A Woman's Best Friend

Dear Health Conscious Reader,


Today I want to let you in on a cure for hot flashes and other symptoms of menopause that my friend and herbalist Iveyln Harris showed me.

Have you heard about Ivey yet? She has a reputation throughout Jamaica as a great natural healer.

Ivey built her practice on her experience and knowledge of the rich culture and heritage of her ancestors, the Koromantyn of West Africa. They came to Jamaica five hundred years ago and became known as the Maroons when they were driven deep into the John Crow Mountains.

They thrived by living off the fertile land and using native plants as life-saving medicine. This is Ivey’s heritage. And now she is the last of the Maroon women practicing herbal medicine.

One of the oldest plants of African descent that the Maroons cultivated around Jamaica is piaba or “woman piaba.” It grows to around two feet high and loves the bright sun and moist soil around Ivey’s mountain home. Ivey calls it “a woman’s best friend.”

Calypso singer Harry Belafonte made the word “piaba” famous when he recorded the traditional Caribbean folk song “Man Piaba” in 1954.

But long before that, Ivey’s predecessors were using the herb to reduce hot flashes, and calm irritability and other symptoms of menopause.

Today, you might go to a doctor for estrogen pills if you’re going through that time of life. But many women from other parts of Jamaica try those pills, can’t handle them, and end up going right to Ivey for her piaba tea.

In fact, Ivey tells me that the Maroon cure for hot flashes is so well known around her home that every woman in the Rio Grande Valley takes piaba when she starts going through the change.

Two cups of the tea each day ease their stress and soothe their symptoms.

The reason piaba works so well for women might be that it keeps the liver from breaking down estrogen.

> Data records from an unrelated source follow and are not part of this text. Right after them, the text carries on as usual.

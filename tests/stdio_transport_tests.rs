//! End-to-end tests for the STDIO transport
//!
//! Each test drives a real `tarnhelm serve` process over its pipes. Stdout
//! must carry one JSON-RPC message per line and nothing else.

use serde_json::{Value, json};
use std::process::Stdio;
use std::time::Duration;
use tokio::io::{AsyncBufReadExt, AsyncWriteExt, BufReader, Lines};
use tokio::process::{Child, ChildStderr, ChildStdin, ChildStdout, Command};
use tokio::time::timeout;
use wiremock::matchers::{method, path};
use wiremock::{Mock, MockServer, ResponseTemplate};

const READ_TIMEOUT: Duration = Duration::from_secs(20);

/// A running server. The child is killed when this is dropped.
struct Session {
    child: Child,
    stdin: Option<ChildStdin>,
    stdout: Lines<BufReader<ChildStdout>>,
    stderr: Lines<BufReader<ChildStderr>>,
}

impl Session {
    /// Start a server whose DoH endpoint is unreachable, so hostnames fall
    /// back to the system resolver and nothing leaves the machine.
    fn start(extra_args: &[&str]) -> Self {
        let mut child = Command::new(env!("CARGO_BIN_EXE_tarnhelm"))
            .args(["serve", "--doh-endpoint", "http://127.0.0.1:9/dns-query"])
            .args(extra_args)
            .stdin(Stdio::piped())
            .stdout(Stdio::piped())
            .stderr(Stdio::piped())
            .kill_on_drop(true)
            .spawn()
            .expect("spawn tarnhelm");

        let stdin = child.stdin.take();
        let stdout = BufReader::new(child.stdout.take().unwrap()).lines();
        let stderr = BufReader::new(child.stderr.take().unwrap()).lines();

        Self {
            child,
            stdin,
            stdout,
            stderr,
        }
    }

    /// Start a server whose search endpoint is `upstream`
    fn with_search(upstream: &MockServer) -> Self {
        let endpoint = format!("{}/html", upstream.uri());
        Self::start(&["--search-endpoint", &endpoint])
    }

    async fn write_line(&mut self, line: &str) {
        let stdin = self.stdin.as_mut().expect("stdin still open");
        stdin.write_all(line.as_bytes()).await.unwrap();
        stdin.write_all(b"\n").await.unwrap();
        stdin.flush().await.unwrap();
    }

    async fn send(&mut self, message: Value) {
        self.write_line(&message.to_string()).await;
    }

    async fn raw_line(&mut self) -> String {
        timeout(READ_TIMEOUT, self.stdout.next_line())
            .await
            .expect("timed out waiting for stdout")
            .unwrap()
            .expect("stdout closed")
    }

    async fn next(&mut self) -> Value {
        let line = self.raw_line().await;
        serde_json::from_str(&line).unwrap_or_else(|e| panic!("non-JSON stdout line {line:?}: {e}"))
    }

    async fn call(&mut self, message: Value) -> Value {
        self.send(message).await;
        self.next().await
    }
}

fn request(id: Value, method: &str) -> Value {
    json!({ "jsonrpc": "2.0", "id": id, "method": method })
}

fn tool_call(id: u64, name: &str, arguments: Value) -> Value {
    json!({
        "jsonrpc": "2.0",
        "id": id,
        "method": "tools/call",
        "params": { "name": name, "arguments": arguments }
    })
}

fn search_call(id: u64) -> Value {
    tool_call(id, "search", json!({ "query": "rust", "max_results": 3 }))
}

fn tool_text(response: &Value) -> &str {
    response["result"]["content"][0]["text"].as_str().unwrap()
}

const RESULTS_PAGE: &str = r#"<html><body>
    <div class="result">
        <h2 class="result__title"><a class="result__a" href="//duckduckgo.com/l/?uddg=https%3A%2F%2Fwww.rust-lang.org%2F">Rust Programming Language</a></h2>
        <a class="result__snippet">A language empowering everyone.</a>
    </div>
</body></html>"#;

async fn search_upstream(delay: Duration) -> MockServer {
    let server = MockServer::start().await;
    Mock::given(method("POST"))
        .and(path("/html"))
        .respond_with(
            ResponseTemplate::new(200)
                .set_body_raw(RESULTS_PAGE, "text/html")
                .set_delay(delay),
        )
        .mount(&server)
        .await;
    server
}

mod protocol_tests {
    use super::*;

    #[tokio::test]
    async fn test_handshake_and_tool_listing() {
        let mut session = Session::start(&[]);

        let init = session.call(request(json!(1), "initialize")).await;
        assert_eq!(init["result"]["protocolVersion"], "2024-11-05");
        assert_eq!(init["result"]["serverInfo"]["name"], "tarnhelm");

        let list = session.call(request(json!(2), "tools/list")).await;
        let names: Vec<_> = list["result"]["tools"]
            .as_array()
            .unwrap()
            .iter()
            .map(|tool| tool["name"].as_str().unwrap())
            .collect();
        assert_eq!(names, ["search", "fetch_content"]);
    }

    #[tokio::test]
    async fn test_notifications_are_not_answered() {
        let mut session = Session::start(&[]);

        session
            .send(json!({ "jsonrpc": "2.0", "method": "notifications/initialized" }))
            .await;
        session
            .send(json!({ "jsonrpc": "2.0", "method": "initialized" }))
            .await;

        // The ping reply must be the very first line written.
        let ping = session.call(request(json!(7), "ping")).await;
        assert_eq!(ping["id"], 7);
        assert_eq!(ping["result"], json!({}));
    }

    #[tokio::test]
    async fn test_error_codes() {
        let mut session = Session::start(&[]);

        session.write_line("{not json").await;
        let malformed = session.next().await;
        assert_eq!(malformed["error"]["code"], -32700);
        assert!(malformed.get("id").is_none());

        let cases = [
            (request(json!(42), "resources/list"), -32601),
            (request(json!("abc"), "tools/call"), -32602),
            (tool_call(43, "visit_page", json!({})), -32601),
            (tool_call(44, "search", json!({ "max_results": 2 })), -32602),
        ];
        for (message, code) in cases {
            let id = message["id"].clone();
            let response = session.call(message).await;
            assert_eq!(response["id"], id);
            assert_eq!(response["error"]["code"], code, "{response}");
        }
    }

    #[tokio::test]
    async fn test_pending_requests_drain_on_eof() {
        let mut session = Session::start(&[]);

        session.send(request(json!(1), "ping")).await;
        session.stdin.take();

        assert_eq!(session.next().await["id"], 1);
        let status = timeout(READ_TIMEOUT, session.child.wait())
            .await
            .expect("server exits after EOF")
            .unwrap();
        assert!(status.success());
    }
}

mod tool_tests {
    use super::*;

    #[tokio::test]
    async fn test_search_renders_markdown() {
        let upstream = search_upstream(Duration::ZERO).await;
        let mut session = Session::with_search(&upstream);

        let response = session.call(search_call(100)).await;

        assert_eq!(response["result"]["isError"], false);
        let text = tool_text(&response);
        assert!(text.starts_with("# DuckDuckGo Search Results\n\nFound 1 results for: \"rust\""));
        assert!(text.contains("### Rust Programming Language\nA language empowering everyone."));
        assert!(text.contains("(https://www.rust-lang.org/)"));
    }

    #[tokio::test]
    async fn test_search_upstream_status_is_tool_error() {
        let upstream = MockServer::start().await;
        Mock::given(method("POST"))
            .respond_with(ResponseTemplate::new(503))
            .mount(&upstream)
            .await;
        let mut session = Session::with_search(&upstream);

        let response = session.call(search_call(101)).await;

        assert!(response.get("error").is_none());
        assert_eq!(response["result"]["isError"], true);
        assert_eq!(
            tool_text(&response),
            "An error occurred while searching: status: 503"
        );
    }

    #[tokio::test]
    async fn test_fetch_content_returns_cleaned_text() {
        let page = MockServer::start().await;
        Mock::given(method("GET"))
            .and(path("/page"))
            .respond_with(ResponseTemplate::new(200).set_body_raw(
                "<html><script>x</script><body>  Hello   World  </body></html>",
                "text/html",
            ))
            .mount(&page)
            .await;
        let mut session = Session::start(&[]);

        let url = format!("{}/page", page.uri());
        let response = session
            .call(tool_call(102, "fetch_content", json!({ "url": url })))
            .await;

        assert_eq!(response["result"]["isError"], false);
        assert_eq!(
            tool_text(&response),
            "Successfully fetched and parsed content (11 characters):\nHello World"
        );
    }

    #[tokio::test]
    async fn test_fetch_content_bad_url_is_tool_error() {
        let mut session = Session::start(&[]);

        let response = session
            .call(tool_call(103, "fetch_content", json!({ "url": "not-a-valid-url" })))
            .await;

        assert_eq!(response["result"]["isError"], true);
        assert!(tool_text(&response).starts_with("An error occurred while fetching content: Invalid URL"));
    }
}

mod scheduling_tests {
    use super::*;

    #[tokio::test]
    async fn test_slow_search_does_not_block_ping() {
        let upstream = search_upstream(Duration::from_secs(3)).await;
        let mut session = Session::with_search(&upstream);

        session.send(search_call(300)).await;
        let ping = session.call(request(json!(301), "ping")).await;
        assert_eq!(ping["id"], 301);

        let search = session.next().await;
        assert_eq!(search["id"], 300);
        assert_eq!(search["result"]["isError"], false);
    }

    #[tokio::test]
    async fn test_cancelled_request_gets_no_response() {
        let upstream = search_upstream(Duration::from_secs(3)).await;
        let mut session = Session::with_search(&upstream);

        session.send(search_call(400)).await;
        session
            .send(json!({
                "jsonrpc": "2.0",
                "method": "notifications/cancelled",
                "params": { "requestId": 400, "reason": "user" }
            }))
            .await;

        // Outlive the upstream delay; the ping must still be the first line.
        tokio::time::sleep(Duration::from_secs(4)).await;
        let ping = session.call(request(json!(401), "ping")).await;
        assert_eq!(ping["id"], 401);
    }
}

mod logging_tests {
    use super::*;

    #[tokio::test]
    async fn test_verbose_logs_stay_off_stdout() {
        let mut session = Session::start(&["--verbose"]);

        session.send(request(json!(1), "initialize")).await;
        let line = session.raw_line().await;
        assert!(!line.contains('\x1b'), "escape codes on stdout: {line:?}");
        let response: Value = serde_json::from_str(&line).unwrap();
        assert_eq!(response["id"], 1);

        let log = timeout(READ_TIMEOUT, session.stderr.next_line())
            .await
            .expect("verbose mode logs to stderr")
            .unwrap();
        assert!(log.is_some());
    }

    #[tokio::test]
    async fn test_quiet_mode_still_answers() {
        let mut session = Session::start(&["--quiet"]);

        let response = session.call(request(json!(1), "ping")).await;
        assert_eq!(response["id"], 1);
    }
}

And the plant has other healing properties, too. Extracts from the piaba plant were tested and found to kill breast and colon cancer cells.1 Piaba has also been shown to have antibacterial and antifungal properties.2

Piaba
A Woman’s Best Friend.

You can find piaba in pill form in the United States, but it’s best to use it in a tea.

Ivey makes her tea for calming irritability, nervous tension and menopausal symptoms by:

1. Adding 1 ounce of fresh or dried piaba to 1 pint boiling water.

2. Simmering on a low flame for 2-3 minutes.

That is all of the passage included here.